It may be hard to accept, but it’s important to remember that your horse won’t be nice all the time. While it can be a very scary and serious situation, horse owners need to keep in mind that the hooves and teeth are a horse’s weapons and are used by them in the wild for protection.
It may seem like an impossible task, but it’s entirely possible to work successfully with an aggressive horse. Here’s how.
A Behavior Born Out of Fear
An aggressive horse may have developed these behaviours due to mistreatment or simply doesn’t respond to basic natural horsemanship methods and will typically have a strong flight mechanism.
However, you may come across a horse that instead of fleeing will actually fight back and it’s important to remember that this behaviour is borne out of fear. If you don’t know the history of your horse, you may never figure out the root cause of the behaviour, but most horses will not become this way unless mishandled by people.

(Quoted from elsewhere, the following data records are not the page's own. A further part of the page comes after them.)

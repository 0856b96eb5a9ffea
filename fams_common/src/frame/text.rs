//! Fixed-width text slots.

use tracing::trace;

/// Longest prefix of `text` that fits a slot of `width` bytes with its null.
///
/// Cuts back to a UTF-8 character boundary, so ASCII input keeps exactly
/// `width - 1` characters.
pub fn truncate_to_slot(text: &str, width: usize) -> &str {
    let limit = width.saturating_sub(1);
    if text.len() <= limit {
        return text;
    }
    let mut end = limit;
    while !text.is_char_boundary(end) {
        end -= 1;
    }
    &text[..end]
}

/// Append `text` as a null-padded slot of `width` bytes.
pub(crate) fn write_slot(buf: &mut Vec<u8>, text: &str, width: usize) {
    let kept = truncate_to_slot(text, width);
    if kept.len() < text.len() {
        trace!(width, dropped = text.len() - kept.len(), "text truncated to slot");
    }
    buf.extend_from_slice(kept.as_bytes());
    buf.resize(buf.len() + (width - kept.len()), 0);
}

/// Read a slot up to its first null byte.
///
/// Invalid UTF-8 yields the longest valid prefix.
pub fn read_slot(slot: &[u8]) -> &str {
    let end = slot.iter().position(|&b| b == 0).unwrap_or(slot.len());
    let bytes = &slot[..end];
    match std::str::from_utf8(bytes) {
        Ok(text) => text,
        Err(e) => std::str::from_utf8(&bytes[..e.valid_up_to()]).unwrap_or_default(),
    }
}

#[cfg(test)]
mod tests {
    use super::*;

    #[test]
    fn test_truncate_ascii() {
        assert_eq!(truncate_to_slot("ABCDEFG", 6), "ABCDE");
        assert_eq!(truncate_to_slot("ABCDE", 6), "ABCDE");
        assert_eq!(truncate_to_slot("", 6), "");
    }

    #[test]
    fn test_truncate_respects_char_boundary() {
        // "水槽" is 6 bytes; a 6-byte slot keeps 5 bytes, i.e. one character.
        assert_eq!(truncate_to_slot("水槽", 6), "水");
    }

    #[test]
    fn test_write_and_read_slot() {
        let mut buf = Vec::new();
        write_slot(&mut buf, "C001", 6);
        write_slot(&mut buf, "C0123456", 6);
        assert_eq!(buf.len(), 12);
        assert_eq!(&buf[..6], b"C001\0\0");
        assert_eq!(buf[11], 0);
        assert_eq!(read_slot(&buf[..6]), "C001");
        assert_eq!(read_slot(&buf[6..]), "C0123");
    }

    #[test]
    fn test_read_slot_without_null() {
        assert_eq!(read_slot(b"ABC"), "ABC");
    }

    #[test]
    fn test_read_slot_invalid_utf8() {
        assert_eq!(read_slot(&[b'o', b'k', 0xFF, 0]), "ok");
    }
}
impl DatabaseState {
    fn run(&mut self, name: &str, params: &[Param]) -> StoreResult<ResultSet> {
        if let Some(port) = name.strip_prefix(UPSERT_SENSOR_PORT_TYPE_PREFIX) {
            let metric = port
                .parse::<i32>()
                .ok()
                .and_then(MetricType::from_port_type)
                .ok_or_else(|| StoreError::UnknownStatement {
                    name: name.to_string(),
                })?;
            let (table, column) = metric.storage();
            return self.upsert(name, table, &[column], params);
        }
        if let Some((_, table, columns)) = ROW_UPSERTS.iter().find(|(n, _, _)| *n == name) {
            return self.upsert(name, table, columns, params);
        }

        match name {
            SELECT_THRESHOLD_DATA => {
                arity(name, params, 2)?;
                let resource = text(name, params, 0)?;
                let port = integer(name, params, 1)? as i32;
                let rows = self
                    .thresholds
                    .get(&(resource.to_string(), port))
                    .map(|(min, max)| vec![vec![Param::Float(*min), Param::Float(*max)]])
                    .unwrap_or_default();
                Ok(ResultSet::rows(&["min", "max"], rows))
            }
            INSERT_ERROR_MESSAGE_DATA => {
                arity(name, params, 5)?;
                let id = self.error_messages.len() as u64 + 1;
                self.error_messages.push(ErrorMessageRecord {
                    id,
                    message: text(name, params, 0)?.to_string(),
                    happened_at: text(name, params, 1)?.to_string(),
                    resource_id: text(name, params, 2)?.to_string(),
                    resource_kind: text(name, params, 3)?.to_string(),
                    metric: integer(name, params, 4)? as i32,
                    status: ErrorStatus::Occurring,
                    resolved_at: None,
                });
                let mut result = ResultSet::rows(&["id"], vec![vec![Param::Int(id as i64)]]);
                result.affected = 1;
                Ok(result)
            }
            UPDATE_STATUS_RESOLVED_ERROR_MESSAGE_DATA => {
                arity(name, params, 3)?;
                let resource = text(name, params, 0)?;
                let port = integer(name, params, 1)? as i32;
                let resolved_at = text(name, params, 2)?;
                let mut affected = 0;
                for record in self.error_messages.iter_mut().filter(|r| {
                    r.status == ErrorStatus::Occurring && r.resource_id == resource && r.metric == port
                }) {
                    record.status = ErrorStatus::Resolved;
                    record.resolved_at = Some(resolved_at.to_string());
                    affected += 1;
                }
                Ok(ResultSet::affected(affected))
            }
            SELECT_OBSERVERS_QUERY => {
                let rows = self
                    .observers
                    .iter()
                    .map(|email| vec![Param::Text(email.clone())])
                    .collect();
                Ok(ResultSet::rows(&["email"], rows))
            }
            _ => Err(StoreError::UnknownStatement {
                name: name.to_string(),
            }),
        }
    }

    /// `[time, resource, values...]` keyed by `(time, resource)`; later writes
    /// overwrite the same columns.
    fn upsert(
        &mut self,
        statement: &str,
        table: &str,
        columns: &[&str],
        params: &[Param],
    ) -> StoreResult<ResultSet> {
        arity(statement, params, 2 + columns.len())?;
        let time = text(statement, params, 0)?;
        let resource = text(statement, params, 1)?;
        if time.is_empty() || resource.is_empty() {
            return Err(StoreError::InvalidParams {
                statement: statement.to_string(),
                reason: "empty key".to_string(),
            });
        }

        let mut values = Vec::with_capacity(columns.len());
        for index in 0..columns.len() {
            values.push(number(statement, params, 2 + index)?);
        }

        let row = self
            .tables
            .entry(table.to_string())
            .or_default()
            .entry((time.to_string(), resource.to_string()))
            .or_default();
        for (column, value) in columns.iter().zip(values) {
            row.insert(column.to_string(), value);
        }
        Ok(ResultSet::affected(1))
    }

    fn journal(&mut self, statement: &str, params: &[Param]) -> StoreResult<()> {
        if let Some(journal) = self.journal.as_mut() {
            let entry = JournalEntry {
                at: Utc::now(),
                statement,
                params,
            };
            serde_json::to_writer(&mut *journal, &entry)?;
            journal.write_all(b"\n")?;
            journal.flush()?;
        }
        Ok(())
    }
}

Equating Humans to Kindness Instead of Harm
If you know your aggressive horse was mistreated by people in the past, the most important part of working with them is to get them to equate humans with kindness instead of harm. We should practise the principles of kindness and trust-building with an aggressive horse just as you would with any other, but it’s also important to keep yourself safe.
When working with an aggressive horse, you need to remain hyper-aware at all times – just like you would with online betting – and become intensely familiar with the nuances of the horse in order to identify when they’ve had enough and are about to lash out.
Standing Your Ground
In order to be successful, you have to show your aggressive horse absolute kindness while still being firm and flexibility must be handled with care. Many aggressive horses take on the human characteristic of “I win, you lose” in interactions which puts us as humans at a major disadvantage as it’s a physical fight we can never win.
A big horse will use its size to intimidate and it’s important that you stand your ground, but to also choose your ground carefully. Be firm, but also give it a rest when you can tell the horse is seeing red.
Working Successfully with an Aggressive Horse
The following tips are useful when working with an aggressive horse:
- Stand outside of the arena until you are sure that the horse is not going to be aggressive. This could take a few hours or a few months, so patience is imperative.
- Remain constantly present, hyper-vigilant, and look for signs of aggression.
- Keep a good amount of space between you and the horse at all times.
- Learn the triggers of aggression for this particular horse. Does the horse not like eye-contact, being approached while eating, or moved on from behind?
- Look out for a short-fused horse and cease all work before the horse can lash out.
- Practise firm kindness at all times.